As the weeks went on I quit smoking; set up doctor appointments; started taking vitamins; and applied for Women Infants and Children (WIC), a food assistance program. I picked out a beautiful name.
Weeks went on. I read an article in The Chronicle about possible cuts to Medicaid. I remembered that I was a minimum wage worker with a temp job. I remembered that I was paying down student debt, sharing a studio apartment and barely making rent. I thought about my embryo and the life I wanted to provide once it became my child. When I compared that daydream with my reality, I had to accept that another decision had to be made.

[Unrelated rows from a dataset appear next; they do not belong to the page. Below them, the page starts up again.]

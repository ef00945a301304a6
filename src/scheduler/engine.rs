//! Scheduler engine implementation.
//!
//! The scheduler tracks every configured schedule in exactly one of two maps:
//! `pending` (name to next due instant) or `in_progress` (name to the instant
//! it was promoted). A poll loop wakes every tick and, while the scheduler is
//! running:
//!
//! - Picks up schedules added to the live configuration and drops pending
//!   schedules that were removed from it
//! - Moves every due pending schedule to `in_progress` and dispatches its
//!   [`JobRunner`] cycle onto its own task
//!
//! When a cycle finishes, successfully or not, the schedule moves back to
//! `pending` with a due instant computed from the completion time. Both
//! transitions happen under the same lock, which is never held while targets
//! execute.

use chrono::{DateTime, Utc};
use futures::FutureExt;
use std::collections::{HashMap, HashSet};
use std::panic::AssertUnwindSafe;
use std::sync::Arc;
use std::sync::atomic::{AtomicBool, Ordering};
use std::time::Duration;
use tokio::sync::{Mutex, watch};
use tokio::time::MissedTickBehavior;

use super::handle::SchedulerHandle;
use super::runner::{JobRunner, panic_message};
use super::types::SchedulerSnapshot;
use crate::config::ConfigProvider;
use crate::core::clock::{Clock, SystemClock};
use crate::core::schedule::ScheduleEntry;
use crate::core::types::ScheduleName;
use crate::events::EventBus;
use crate::execution::ExecutorFactory;

/// Default interval between poll loop ticks.
pub const DEFAULT_TICK_INTERVAL: Duration = Duration::from_secs(1);

/// Smallest accepted interval between poll loop ticks.
pub const MIN_TICK_INTERVAL: Duration = Duration::from_millis(1);

/// Pending and in-progress bookkeeping. A schedule name is in exactly one map.
#[derive(Debug, Default)]
pub(crate) struct Slots {
    pub(crate) pending: HashMap<ScheduleName, DateTime<Utc>>,
    pub(crate) in_progress: HashMap<ScheduleName, DateTime<Utc>>,
}

impl Slots {
    fn contains(&self, name: &ScheduleName) -> bool {
        self.pending.contains_key(name) || self.in_progress.contains_key(name)
    }
}

/// State shared between the poll loop, dispatched cycles, and handles.
pub(crate) struct SchedulerCore {
    config: Arc<dyn ConfigProvider>,
    runner: JobRunner,
    clock: Arc<dyn Clock>,
    only: Option<HashSet<ScheduleName>>,
    pub(crate) slots: Mutex<Slots>,
    pub(crate) running: AtomicBool,
    pub(crate) tick_interval: Duration,
}

impl SchedulerCore {
    fn is_selected(&self, name: &ScheduleName) -> bool {
        self.only.as_ref().is_none_or(|only| only.contains(name))
    }

    /// Configured schedules this scheduler is responsible for.
    fn selected_schedules(&self) -> Vec<ScheduleEntry> {
        self.config
            .schedules()
            .into_iter()
            .filter(|s| self.is_selected(s.name()))
            .collect()
    }

    /// Live configuration entry for `name`, if still configured and selected.
    fn live_schedule(&self, name: &ScheduleName) -> Option<ScheduleEntry> {
        if !self.is_selected(name) {
            return None;
        }
        self.config.schedule(name)
    }

    /// Get the event bus.
    pub(crate) fn event_bus(&self) -> &Arc<EventBus> {
        self.runner.event_bus()
    }

    /// Copy both maps.
    pub(crate) async fn snapshot(&self) -> SchedulerSnapshot {
        let slots = self.slots.lock().await;
        SchedulerSnapshot {
            pending: slots.pending.clone(),
            in_progress: slots.in_progress.clone(),
        }
    }

    /// One poll loop step.
    pub(crate) async fn tick(self: &Arc<Self>) {
        if !self.running.load(Ordering::SeqCst) {
            return;
        }

        let now = self.clock.now();
        let configured = self.selected_schedules();
        let mut slots = self.slots.lock().await;

        for entry in &configured {
            if !slots.contains(entry.name()) {
                let due = entry.next_execute_date(now);
                tracing::info!(schedule = %entry.name(), next_run = %due, "Schedule added");
                slots.pending.insert(entry.name().clone(), due);
            }
        }

        let configured_names: HashSet<&ScheduleName> =
            configured.iter().map(|s| s.name()).collect();
        slots.pending.retain(|name, _| {
            let keep = configured_names.contains(name);
            if !keep {
                tracing::warn!(schedule = %name, "Schedule no longer configured, dropping it");
            }
            keep
        });

        let mut due: Vec<(DateTime<Utc>, ScheduleName)> = slots
            .pending
            .iter()
            .filter(|(_, at)| **at <= now)
            .map(|(name, at)| (*at, name.clone()))
            .collect();
        due.sort();

        for (due_at, name) in due {
            let Some(entry) = configured.iter().find(|s| s.name() == &name).cloned() else {
                continue;
            };

            slots.pending.remove(&name);
            slots.in_progress.insert(name.clone(), now);
            tracing::debug!(schedule = %name, due = %due_at, "Promoting due schedule");
            self.dispatch(entry);
        }
    }

    /// Run one cycle of `entry` on its own task.
    fn dispatch(self: &Arc<Self>, entry: ScheduleEntry) {
        let core = Arc::clone(self);
        tokio::spawn(async move {
            let name = entry.name().clone();

            if let Err(panic) = AssertUnwindSafe(core.runner.run(&entry))
                .catch_unwind()
                .await
            {
                tracing::error!(
                    schedule = %name,
                    panic = %panic_message(panic),
                    "Job runner panicked"
                );
            }

            core.complete(&name).await;
        });
    }

    /// Move a finished schedule back to pending.
    async fn complete(&self, name: &ScheduleName) {
        let now = self.clock.now();
        let mut slots = self.slots.lock().await;
        slots.in_progress.remove(name);

        match self.live_schedule(name) {
            Some(entry) => {
                let due = entry.next_execute_date(now);
                tracing::debug!(schedule = %name, next_run = %due, "Schedule rescheduled");
                slots.pending.insert(name.clone(), due);
            }
            None => {
                tracing::warn!(schedule = %name, "Schedule no longer configured, dropping it");
            }
        }
    }
}

/// Scheduler for recurring backup and restore schedules.
pub struct Scheduler {
    config: Arc<dyn ConfigProvider>,
    executors: Arc<dyn ExecutorFactory>,
    event_bus: Arc<EventBus>,
    clock: Arc<dyn Clock>,
    tick_interval: Duration,
    only: Option<HashSet<ScheduleName>>,
}

impl Scheduler {
    /// Create a scheduler reading schedules from `config`.
    pub fn new(config: Arc<dyn ConfigProvider>, executors: Arc<dyn ExecutorFactory>) -> Self {
        Self {
            config,
            executors,
            event_bus: Arc::new(EventBus::new()),
            clock: Arc::new(SystemClock),
            tick_interval: DEFAULT_TICK_INTERVAL,
            only: None,
        }
    }

    /// Set the event bus.
    pub fn with_event_bus(mut self, event_bus: EventBus) -> Self {
        self.event_bus = Arc::new(event_bus);
        self
    }

    /// Share an existing event bus.
    pub fn with_shared_event_bus(mut self, event_bus: Arc<EventBus>) -> Self {
        self.event_bus = event_bus;
        self
    }

    /// Set the tick interval. Values below [`MIN_TICK_INTERVAL`] are raised to it.
    pub fn with_tick_interval(mut self, interval: Duration) -> Self {
        if interval < MIN_TICK_INTERVAL {
            tracing::warn!(
                requested = ?interval,
                minimum = ?MIN_TICK_INTERVAL,
                "Tick interval too small, using minimum"
            );
        }
        self.tick_interval = interval.max(MIN_TICK_INTERVAL);
        self
    }

    /// Set the clock used for due dates.
    pub fn with_clock(mut self, clock: Arc<dyn Clock>) -> Self {
        self.clock = clock;
        self
    }

    /// Only track the named schedules.
    pub fn with_only_schedules<I, S>(mut self, names: I) -> Self
    where
        I: IntoIterator<Item = S>,
        S: Into<ScheduleName>,
    {
        self.only = Some(names.into_iter().map(Into::into).collect());
        self
    }

    /// Get the event bus.
    pub fn event_bus(&self) -> &EventBus {
        &self.event_bus
    }

    /// Seed `pending` and launch the poll loop.
    ///
    /// The scheduler starts stopped; call [`SchedulerHandle::start`] to begin
    /// promoting due schedules. Must be called within a Tokio runtime.
    pub fn spawn(self) -> SchedulerHandle {
        let now = self.clock.now();

        let mut slots = Slots::default();
        for entry in self.config.schedules() {
            let selected = self.only.as_ref().is_none_or(|only| only.contains(entry.name()));
            if !selected {
                continue;
            }
            let due = entry.next_execute_date(now);
            tracing::info!(schedule = %entry.name(), next_run = %due, "Schedule registered");
            slots.pending.insert(entry.name().clone(), due);
        }

        if let Some(only) = &self.only {
            for name in only {
                if !slots.contains(name) {
                    tracing::warn!(schedule = %name, "Requested schedule is not configured");
                }
            }
        }

        let core = Arc::new(SchedulerCore {
            runner: JobRunner::new(
                Arc::clone(&self.config),
                Arc::clone(&self.executors),
                Arc::clone(&self.event_bus),
            ),
            config: self.config,
            clock: self.clock,
            only: self.only,
            slots: Mutex::new(slots),
            running: AtomicBool::new(false),
            tick_interval: self.tick_interval,
        });

        let (shutdown_tx, shutdown_rx) = watch::channel(false);
        let poll_task = tokio::spawn(poll_loop(Arc::clone(&core), shutdown_rx));

        SchedulerHandle::new(core, shutdown_tx, poll_task)
    }
}

/// Main scheduler loop. Runs until shutdown.
async fn poll_loop(core: Arc<SchedulerCore>, mut shutdown_rx: watch::Receiver<bool>) {
    let mut interval = tokio::time::interval(core.tick_interval.max(MIN_TICK_INTERVAL));
    interval.set_missed_tick_behavior(MissedTickBehavior::Delay);

    loop {
        tokio::select! {
            _ = interval.tick() => {
                if let Err(panic) = AssertUnwindSafe(core.tick()).catch_unwind().await {
                    tracing::error!(panic = %panic_message(panic), "Scheduler tick panicked");
                }
            }
            changed = shutdown_rx.changed() => {
                if changed.is_err() || *shutdown_rx.borrow() {
                    break;
                }
            }
        }
    }

    tracing::debug!("Scheduler poll loop stopped");
}
//! Graceful shutdown integration tests.
//!
//! Tests that verify the scheduler gracefully handles shutdown by waiting for
//! running schedules to complete before returning.

use crate::common::{epoch, fleet, pass_boundary, wait_for_snapshot};
use dbcycle::testing::{FixedClock, RecordingHandler, ScriptedExecutorFactory, TargetScript};
use dbcycle::{EventBus, Scheduler, SchedulerError, SchedulerState};
use std::sync::Arc;
use std::time::Duration;

#[tokio::test]
async fn test_shutdown_waits_for_running_schedule() {
    let clock = Arc::new(FixedClock::new(epoch()));
    let events = Arc::new(RecordingHandler::new());
    let bus = EventBus::new();
    bus.register(events.clone()).await;
    let factory = ScriptedExecutorFactory::new().with_script(
        "orders_db",
        TargetScript::succeed().with_delay(Duration::from_millis(300)),
    );

    let handle = Scheduler::new(Arc::new(fleet(&["orders"])), Arc::new(factory))
        .with_event_bus(bus)
        .with_clock(clock.clone())
        .with_tick_interval(Duration::from_millis(10))
        .spawn();
    handle.start();

    pass_boundary(&clock, 1);
    wait_for_snapshot(&handle, Duration::from_secs(5), |s| s.is_in_progress("orders")).await;

    handle.shutdown(Duration::from_secs(5)).await.unwrap();

    assert_eq!(handle.state(), SchedulerState::ShutDown);
    assert_eq!(events.completed_count("orders").await, 1);
    let snapshot = handle.snapshot().await;
    assert!(snapshot.in_progress.is_empty());
    assert!(snapshot.is_pending("orders"));
}

#[tokio::test]
async fn test_shutdown_timeout_reports_remaining_runs() {
    let clock = Arc::new(FixedClock::new(epoch()));
    let factory = ScriptedExecutorFactory::new().with_script(
        "orders_db",
        TargetScript::succeed().with_delay(Duration::from_secs(2)),
    );

    let handle = Scheduler::new(Arc::new(fleet(&["orders", "users"])), Arc::new(factory))
        .with_clock(clock.clone())
        .with_tick_interval(Duration::from_millis(10))
        .spawn();
    handle.start();

    pass_boundary(&clock, 1);
    wait_for_snapshot(&handle, Duration::from_secs(5), |s| s.is_in_progress("orders")).await;

    let result = handle.shutdown(Duration::from_millis(200)).await;
    match result {
        Err(SchedulerError::ShutdownTimeout { remaining, .. }) => assert_eq!(remaining, 1),
        other => panic!("expected shutdown timeout, got {other:?}"),
    }

    // The run is not cancelled and still returns to pending.
    wait_for_snapshot(&handle, Duration::from_secs(5), |s| s.is_pending("orders")).await;
}

#[tokio::test]
async fn test_no_promotions_after_shutdown() {
    let clock = Arc::new(FixedClock::new(epoch()));
    let factory = Arc::new(ScriptedExecutorFactory::new());

    let handle = Scheduler::new(Arc::new(fleet(&["orders"])), factory.clone())
        .with_clock(clock.clone())
        .with_tick_interval(Duration::from_millis(10))
        .spawn();
    handle.start();
    handle.shutdown(Duration::from_secs(1)).await.unwrap();

    handle.start();
    pass_boundary(&clock, 1);
    tokio::time::sleep(Duration::from_millis(100)).await;

    assert_eq!(factory.invocations("orders_db"), 0);
}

I looked into open adoption. It was a perfect solution. I would pick a family who could provide all of the things I could not. I would pick a family that wanted the birth mother to be part of their child’s life. After many interviews, I picked that family. And then I cried non-stop for three days.
On the evening of the third day I realized that I loved my fetus more than I thought I could love anything — and it hadn’t even started moving yet. I realized how impossible it would be to carry my deepest love to term and then hand my whole heart to strangers.
It is entirely horrific that I have to call myself “lucky” because the state in which I live was able to provide a basic health care service. I have to call myself “lucky” because I was able to safely and legally break my own heart by taking the rationally correct action, based on my living conditions under capitalism.